When we don’t need a long running resource like Deployment & ReplicaSet, the option is Job or CronJob in Kubernetes environment. By the name it’s clear CronJob takes a cron type of syntax mentioning when the job is to run. The K8s system itself triggers the job at the specified time in cron. Like, * * * * * runs the job every minute. 5 4 * * * runs the job at 4:05 AM every day. No external trigger is necessary after applying the resource.

But Job needs to be triggered manually or through any CI/CD system. In this post, I will be sharing the examples where using Job or CronJob made more sense to me in different projects. Either could be used as an alternate to in some cases.

SSL certificate renewal is mostly done at certain interval and we don’t want to miss the renewals and depend on other external triggers as K8s native is more reliable. Also, this doesn’t change often neither we need to run it manually as automated job will take care of the rest.

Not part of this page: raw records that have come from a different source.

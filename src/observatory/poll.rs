//! Poll loop: request a scan and wait until the remote side has finished it
//!
//! - legacy API: re-request every `poll_delay` until `status_code` is 200, at
//!   most `max_poll_attempts` requests; running out fails the cycle.
//! - current API: if the first answer is PENDING, wait once and request once
//!   more; that second answer is taken as final whatever its state.

use crate::core::retry::{poll_until, PollOutcome, PollPolicy};
use crate::observatory::error::{ObservatoryError, ObservatoryResult};
use crate::observatory::requester::ScanRequester;
use crate::observatory::types::{ApiVariant, ScanResult};

/// Requests allowed for the current API: the first one plus a single retry
const CURRENT_API_ATTEMPTS: usize = 2;

/// What to do when the attempt budget runs out before a terminal answer
#[derive(Debug, Clone, Copy, PartialEq, Eq)]
pub enum ExhaustionPolicy {
    Fail,
    AcceptLast,
}

pub struct PollLoop<'a> {
    requester: &'a ScanRequester,
    policy: PollPolicy,
    on_exhausted: ExhaustionPolicy,
}

impl<'a> PollLoop<'a> {
    pub fn new(requester: &'a ScanRequester) -> Self {
        let config = requester.config();
        let (max_attempts, on_exhausted) = match config.variant {
            ApiVariant::LegacyV1 => (config.max_poll_attempts, ExhaustionPolicy::Fail),
            ApiVariant::CurrentV2 => (CURRENT_API_ATTEMPTS, ExhaustionPolicy::AcceptLast),
        };

        Self {
            requester,
            policy: PollPolicy {
                max_attempts,
                delay: config.poll_delay,
            },
            on_exhausted,
        }
    }

    pub fn policy(&self) -> &PollPolicy {
        &self.policy
    }

    pub fn exhaustion_policy(&self) -> ExhaustionPolicy {
        self.on_exhausted
    }

    /// Run until the scan is terminal and return the terminal result
    pub async fn run(&self) -> ObservatoryResult<ScanResult> {
        let config = self.requester.config();
        let variant = config.variant;
        let operation_name = format!("scan {}", config.site);

        let outcome = poll_until(
            &operation_name,
            &self.policy,
            |result: &ScanResult| variant.is_terminal(result),
            || self.requester.request(),
        )
        .await?;

        if config.debug {
            log::info!("status_code: {:?}", outcome_status(&outcome));
        }

        match (outcome, self.on_exhausted) {
            (PollOutcome::Terminal { output, attempts }, _) => {
                log::debug!("Scan of {} finished after {} request(s)", config.site, attempts);
                Ok(output)
            }
            (PollOutcome::Exhausted { output, attempts }, ExhaustionPolicy::AcceptLast) => {
                log::info!(
                    "Scan of {} still reports {} after {} request(s); using it as final",
                    config.site,
                    output.state().unwrap_or("no state"),
                    attempts
                );
                Ok(output)
            }
            (PollOutcome::Exhausted { output, attempts }, ExhaustionPolicy::Fail) => {
                Err(ObservatoryError::PollExhausted {
                    site: config.site.clone(),
                    attempts,
                    last_status: output.summary(),
                })
            }
        }
    }
}

fn outcome_status(outcome: &PollOutcome<ScanResult>) -> Option<u64> {
    match outcome {
        PollOutcome::Terminal { output, .. } | PollOutcome::Exhausted { output, .. } => {
            output.status_code()
        }
    }
}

If we are doing some development work, cronjob alone might not make sense because we need to do lots of test works during the process. So, CronJob along with Job setup for manual run will help fasten to get the stability.

Parallel Job Execution

Job type is more defined in case we need to run parallel jobs. A default job has .spec.completions and .spec.parallelismunset or defaults to 1. But if we need to run parallel jobs or even want a number of completions of tasks, this can be achieved only with Job type. Read more about parallel and completions from this doc.

CronJob can be unreliable

There is chance of non-execution and missing schedule if the startingDeadlineSeconds is set to lower than 10 sec and if more than 100 schedules are missed respectively.

If startingDeadlineSeconds is set to a large value or left unset (the default) and if concurrencyPolicy is set to Allow, the jobs will always run at least once.

Caution: If startingDeadlineSeconds is set to a value less than 10 seconds, the CronJob may not be scheduled. This is because the CronJob controller checks things every 10 seconds.
For every CronJob, the CronJob Controller checks how many schedules it missed in the duration from its last scheduled time until now. If there are more than 100 missed schedules, then it does not start the job and logs the error

But Job need not to handle such cases making it more reliable.

The core configs like RestartPolicy, Resource usage, ConfigMap, Secrets can be used on both Job and CronJob.